Promoting Healthcare Cooperation through Cross-Cultural Dialogue of Jewish and Arab doctors in Jerusalem

Promoting Healthcare Cooperation through Cross-Cultural Dialogue of Jewish and Arab doctors in Jerusalem

On Thursday, January 13, after long and intensive preparation, we had the first of 10 meetings of the cross-cultural dialogue group of health professionals in Jerusalem. Thirty participants, 19 Jews and 11 Arabs, met for the first time at Hadassah Mount Scopus hospital. The participants included doctors from Jerusalem hospitals (Hadassah Mount Scopus, Hadassah Ein Kerem, Shaare Tsedek, Bikur Holim, Al-Mukassed and more), HMOs (Clalit and Maccabi) and also from the Red Crescent.

Doctors East and West Jerusalem Seminar - meeting 1

Doctors East and West Jerusalem Seminar – meeting 1

The group heard an introduction to medicine in East Jerusalem from Dr. Nafiz Nubani, Deputy Director of the Jerusalem District of the Ministry of Health. We then had a presentation by Dr. Maurit Be’eri, Deputy CEO of Alyn Pediatric Hospital, on the process of increasing cultural competency that the institution has been undergoing with the assistance of the JICC. Thanks to the simultaneous translation, we could have the talks in Arabic and Hebrew, respecting the mother tongues and identities of all the participants. The next meetings will deal with the treatment process from the primary clinic in east Jerusalem to the hospital and back, cultural competency in the context of Islam and East Jerusalem, becoming acquainted with healthcare models that were used in other places, and more. One of the meetings will be dedicated to touring clinics in East Jerusalem.

Dr. Morit Beeri, Deputy CEO of Alyn Pediatric Hospital, speaking to the Doctors Group

Dr. Maurit Beeri, Deputy CEO of Alyn Pediatric Hospital, speaking to the Doctors Group

We put intensive effort into creating this group; indeed, it was a challenge we wanted to invest in. At the beginning of the process, we intended to hold a group for a variety of medical professionals – doctors, nurses, administrators, pharmacists, etc. People with whom we consulted had two assumptions. One was that doctors would not be interested in a group like this and would not register for it because they are too busy. The second was that doctors would not come to a group that includes people from other professions… We took the risk – we decided to limit the group to doctors and to try anyway – we knew that if we succeed, these doctors will be the best agents of change in the health system. The 30 doctors who came to the meeting, most of whom senior physicians in the health system in East and West Jerusalem, showed us that we were correct in our strategy.

Intensive staff efforts were required for this group to materialize and then to crystallize. Hadassah agreed to notify its entire doctors’ mailing list about it. HARI (Israeli Doctors Histadrut/Union) distributed notices about the group to all the doctors in Israel (16,000 doctors). The surprising result was that there were many who called and asked for details. Tal Kligman, the project manager, worked with the entire project team to create engaging content for the meetings, including cultural competence issues and strategies, best practices for interaction between diverse staff members, and more. Much work was invested in creating contents and structure that would be effective and relevant for all participants, Arabs and Jews, and be appealing to them. Tal spoke with each of the participants a few times. An evaluator was selected for the process and began his work.

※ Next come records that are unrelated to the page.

impl<I, D> Radio<I, D>
where
    I: Interface,
    D: DelayNs,
{
    /// Read the main controller status
    pub fn refresh_status(&mut self) -> Result<McState, Error> {
        self.interface.refresh_status()
    }

    /// Poll MC_STATE until the device reports `state`.
    ///
    /// Each attempt waits `state_poll_interval_us` before reading. Gives up with
    /// [`Error::HardwareTimeout`] after `state_poll_attempts` reads.
    pub fn wait_for_state(&mut self, state: State) -> Result<McState, Error> {
        for _ in 0..self.config.state_poll_attempts {
            self.delay.delay_us(self.config.state_poll_interval_us);

            let status = self.interface.refresh_status()?;
            if status.state == state {
                return Ok(status);
            }
        }

        #[cfg(feature = "defmt")]
        {
            defmt::warn!("timed out waiting for {}", state);
        }

        Err(Error::HardwareTimeout)
    }

    /// Configure the RF front end.
    ///
    /// Steps, in order:
    /// 1. Align the digital clock divider with the crystal, cycling through STANDBY
    ///    if it has to change
    /// 2. Program a 300 kHz intermediate frequency
    /// 3. Write datarate, modulation, frequency deviation and channel filter
    /// 4. Configure PA shaping for the modulation and the Bessel filter for the datarate
    /// 5. Freeze AFC on sync word detection
    /// 6. Program the carrier with [`Radio::set_frequency_base`]
    ///
    /// Parameters are not range checked; see the `is_valid_*` helpers on [`Codec`].
    ///
    /// # Errors
    /// * `Error::HardwareTimeout` - the device did not reach STANDBY or READY
    /// * `Error::Bus` - register access failed
    pub fn initialize(&mut self, init: &RadioInit) -> Result<(), Error> {
        #[cfg(feature = "defmt")]
        {
            defmt::debug!("initializing radio: {}", init);
        }

        let xtal = self.codec.xtal_frequency();
        let divider = self.dig_div()?;
        if (xtal < DIG_DOMAIN_XTAL_THRESH && divider) || (xtal > DIG_DOMAIN_XTAL_THRESH && !divider)
        {
            #[cfg(feature = "defmt")]
            {
                defmt::debug!("toggling digital divider to {}", !divider);
            }

            self.interface.send_command(Standby)?;
            self.wait_for_state(State::Standby)?;

            self.set_dig_div(!divider)?;

            self.interface.send_command(Ready)?;
            self.wait_for_state(State::Ready)?;
        }

        self.interface
            .write_register(self.codec.intermediate_frequency(DEFAULT_IF))?;

        let mod1: FrequencyDeviation = self.interface.read_register()?;
        let modem = Modem::new(
            init.modulation,
            self.codec.datarate_to_code(init.datarate),
            self.codec.freq_deviation_to_code(init.freq_deviation),
            self.codec.channel_bandwidth_to_code(init.bandwidth),
        )
        .preserving_mod1(mod1);
        self.interface.write_register(modem)?;

        let ook = init.modulation == Modulation::AskOok;
        self.interface.modify_register(|pa: &mut PaControl| {
            pa.power.dig_smooth = ook;
            pa.fir_enabled = ook;
            pa.bessel_filter = BesselFilter::for_datarate(init.datarate);
        })?;

        self.interface
            .modify_register(|afc: &mut Afc| afc.freeze_on_sync = true)?;

        self.set_frequency_base(init.frequency_base)
    }

    /// Read back the configuration applied by [`Radio::initialize`]
    pub fn info(&mut self) -> Result<RadioInit, Error> {
        let synth: Synth = self.interface.read_register()?;
        let refdiv = self.ref_div()?;
        let modem: Modem = self.interface.read_register()?;

        Ok(RadioInit {
            frequency_base: self.codec.frequency_base(synth.word, synth.band, refdiv),
            modulation: modem.modulation,
            datarate: self.codec.compute_datarate(modem.datarate),
            freq_deviation: self.codec.compute_freq_deviation(modem.freq_deviation),
            bandwidth: self.codec.compute_channel_bandwidth(modem.channel_filter),
        })
    }

    /// Write the 28-bit synthesizer word, keeping charge pump and band select
    pub fn set_synth_word(&mut self, word: u32) -> Result<(), Error> {
        self.interface
            .modify_register(|synth: &mut Synth| synth.word = word & Synth::WORD_MASK)?;
        Ok(())
    }

    /// 28-bit synthesizer word currently programmed
    pub fn synth_word(&mut self) -> Result<u32, Error> {
        let synth: Synth = self.interface.read_register()?;
        Ok(synth.word)
    }

    /// Select the channel; the carrier moves by `channel * channel_space`
    pub fn set_channel(&mut self, channel: u8) -> Result<(), Error> {
        self.interface.write_register(ChannelNumber { value: channel })
    }

    /// Channel number (CHNUM)
    pub fn channel(&mut self) -> Result<u8, Error> {
        let channel: ChannelNumber = self.interface.read_register()?;
        Ok(channel.value)
    }

    /// Set the reference clock divider
    pub fn set_ref_div(&mut self, ref_div: RefDiv) -> Result<(), Error> {
        self.interface
            .modify_register(|conf: &mut XoRcoConf0| conf.ref_div = ref_div)?;
        Ok(())
    }

    /// Reference clock divider
    pub fn ref_div(&mut self) -> Result<RefDiv, Error> {
        let conf: XoRcoConf0 = self.interface.read_register()?;
        Ok(conf.ref_div)
    }

    /// Enable or disable the digital clock divider.
    ///
    /// # Important Notes
    /// - Only effective in STANDBY; [`Radio::initialize`] handles the transition
    pub fn set_dig_div(&mut self, enabled: bool) -> Result<(), Error> {
        self.interface
            .modify_register(|conf: &mut XoRcoConf1| conf.digital_divider = enabled)?;
        Ok(())
    }

    /// Whether the digital clock divider is enabled
    pub fn dig_div(&mut self) -> Result<bool, Error> {
        let conf: XoRcoConf1 = self.interface.read_register()?;
        Ok(conf.digital_divider)
    }

    /// Set the channel spacing in Hz. Spacings above 255 steps of `f_xo / 2^15` saturate.
    pub fn set_channel_space(&mut self, spacing: u32) -> Result<(), Error> {
        let value = self.codec.channel_spacing_to_reg(spacing);
        self.interface.write_register(ChannelSpace { value })
    }

    /// Channel spacing in Hz
    pub fn channel_space(&mut self) -> Result<u32, Error> {
        let space: ChannelSpace = self.interface.read_register()?;
        Ok(self.codec.compute_channel_spacing(space.value))
    }

    /// Program the carrier frequency in Hz.
    ///
    /// Selects the band from the frequency, then writes the PLL charge pump setting
    /// and the synthesizer word for the current reference divider.
    pub fn set_frequency_base(&mut self, frequency: u32) -> Result<(), Error> {
        let refdiv = self.ref_div()?;
        let word = self.codec.synth_word(frequency, refdiv);
        let pump = self.codec.charge_pump(frequency, refdiv);

        #[cfg(feature = "defmt")]
        {
            defmt::debug!("carrier {=u32} Hz: synth {=u32:#x}, {}", frequency, word, pump);
        }

        self.interface
            .modify_register(|conf: &mut SynthConfig2| conf.pfd_split = pump.pfd_split)?;

        self.interface.write_register(Synth {
            cp_isel: pump.cp_isel,
            band: Band::from_frequency(frequency),
            word,
        })
    }

    /// Carrier frequency in Hz, decoded from the synthesizer word and band
    pub fn frequency_base(&mut self) -> Result<u32, Error> {
        let synth: Synth = self.interface.read_register()?;
        let refdiv = self.ref_div()?;
        Ok(self.codec.frequency_base(synth.word, synth.band, refdiv))
    }

    /// Set the datarate in bps
    pub fn set_datarate(&mut self, datarate: u32) -> Result<(), Error> {
        let code = self.codec.datarate_to_code(datarate);
        self.interface
            .modify_register(|reg: &mut Datarate| *reg = reg.with_code(code))?;
        Ok(())
    }

    /// Datarate in bps
    pub fn datarate(&mut self) -> Result<u32, Error> {
        let reg: Datarate = self.interface.read_register()?;
        Ok(self.codec.compute_datarate(reg.code))
    }

    /// Set the frequency deviation in Hz
    pub fn set_frequency_deviation(&mut self, fdev: u32) -> Result<(), Error> {
        let code = self.codec.freq_deviation_to_code(fdev);
        self.interface
            .modify_register(|reg: &mut FrequencyDeviation| *reg = reg.with_code(code))?;
        Ok(())
    }

    /// Frequency deviation in Hz
    pub fn frequency_deviation(&mut self) -> Result<u32, Error> {
        let reg: FrequencyDeviation = self.interface.read_register()?;
        Ok(self.codec.compute_freq_deviation(reg.code))
    }

    /// Set the channel filter bandwidth in Hz.
    ///
    /// The closest entry of the channel filter table is used; read back with
    /// [`Radio::channel_bandwidth`] to get the bandwidth actually applied.
    pub fn set_channel_bandwidth(&mut self, bandwidth: u32) -> Result<(), Error> {
        let code = self.codec.channel_bandwidth_to_code(bandwidth);
        self.interface.write_register(ChannelFilter { code })
    }

    /// Channel filter bandwidth in Hz
    pub fn channel_bandwidth(&mut self) -> Result<u32, Error> {
        let filter: ChannelFilter = self.interface.read_register()?;
        Ok(self.codec.compute_channel_bandwidth(filter.code))
    }

    /// Set the modulation scheme, keeping the datarate exponent in MOD2
    pub fn set_modulation(&mut self, modulation: Modulation) -> Result<(), Error> {
        self.interface
            .update_reg(address_of::<Mod2>(), 0xF0, modulation.to_byte())?;
        Ok(())
    }

    /// Current modulation scheme
    pub fn modulation(&mut self) -> Result<Modulation, Error> {
        let mod2: Mod2 = self.interface.read_register()?;
        Ok(mod2.modulation)
    }

    /// Select the ISI cancellation mode
    pub fn set_isi_equalization(&mut self, mode: IsiEqualization) -> Result<(), Error> {
        self.interface
            .modify_register(|conf: &mut AntSelectConf| conf.equalization = mode)?;
        Ok(())
    }

    /// Current ISI cancellation mode
    pub fn isi_equalization(&mut self) -> Result<IsiEqualization, Error> {
        let conf: AntSelectConf = self.interface.read_register()?;
        Ok(conf.equalization)
    }

    /// Select which VCO calibration words come from VCO_CALIBR_IN*
    /// instead of the internal calibrator
    pub fn calibrate_vco(&mut self, amplitude: bool, frequency: bool) -> Result<(), Error> {
        self.interface.modify_register(|conf: &mut VcoConfig| {
            conf.external_amplitude = amplitude;
            conf.external_frequency = frequency;
        })?;
        Ok(())
    }

    /// Set the TX VCO amplitude calibration word, keeping the RX word
    pub fn set_tx_vco_amplitude_word(&mut self, value: u8) -> Result<(), Error> {
        self.interface
            .modify_register(|words: &mut VcoCalibrIn2| words.tx_amplitude = value & 0x0F)?;
        Ok(())
    }

    /// Set the RX VCO amplitude calibration word, keeping the TX word
    pub fn set_rx_vco_amplitude_word(&mut self, value: u8) -> Result<(), Error> {
        self.interface
            .modify_register(|words: &mut VcoCalibrIn2| words.rx_amplitude = value & 0x0F)?;
        Ok(())
    }

    /// Set the TX VCO frequency calibration word
    pub fn set_tx_vco_frequency_word(&mut self, value: u8) -> Result<(), Error> {
        self.interface.write_register(VcoCalibrIn1 {
            tx_frequency: value & 0x7F,
        })
    }

    /// Set the RX VCO frequency calibration word
    pub fn set_rx_vco_frequency_word(&mut self, value: u8) -> Result<(), Error> {
        self.interface.write_register(VcoCalibrIn0 {
            rx_frequency: value & 0x7F,
        })
    }

    /// Configure automatic frequency correction
    pub fn afc_init(&mut self, init: &AfcInit) -> Result<(), Error> {
        self.interface
            .modify_register(|afc: &mut Afc| init.apply(afc))?;
        Ok(())
    }

    /// Current AFC settings
    pub fn afc_info(&mut self) -> Result<AfcInit, Error> {
        let afc: Afc = self.interface.read_register()?;
        Ok(afc.into())
    }

    /// Configure symbol clock recovery
    pub fn clock_recovery_init(&mut self, init: &ClockRecoveryInit) -> Result<(), Error> {
        self.interface.write_register(ClockRecovery::from(*init))
    }

    /// Current symbol clock recovery settings
    pub fn clock_recovery_info(&mut self) -> Result<ClockRecoveryInit, Error> {
        let clock: ClockRecovery = self.interface.read_register()?;
        Ok(clock.into())
    }
}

At this point, after one meeting, our feeling about the implementation is that it is very successful. It is very important to note that without the funding of the Beracha Foundation, this group could not take place. The investment of staff time and effort, the intense facilitation, the simultaneous translation etc. – all these made the recruitment of the doctors possible and optimized the impact of the process. As a result, senior doctors on both sides (including the director of Hadassah Mount Scopus hospital, heads of departments, heads of HMO teams, deputy general of the Ministry of Health Jerusalem District and others) have enrolled. We believe that this high-profile group will create a network of Arab and Jewish doctors in Jerusalem that will be helpful (together with the JICC’s efforts in the field) to improve equality in medicine in Jerusalem. The JICC has a mission to make Jerusalem a culturally competent city, and this group of doctors will definitely help us in this mission, thanks to the process they will get through in these meetings.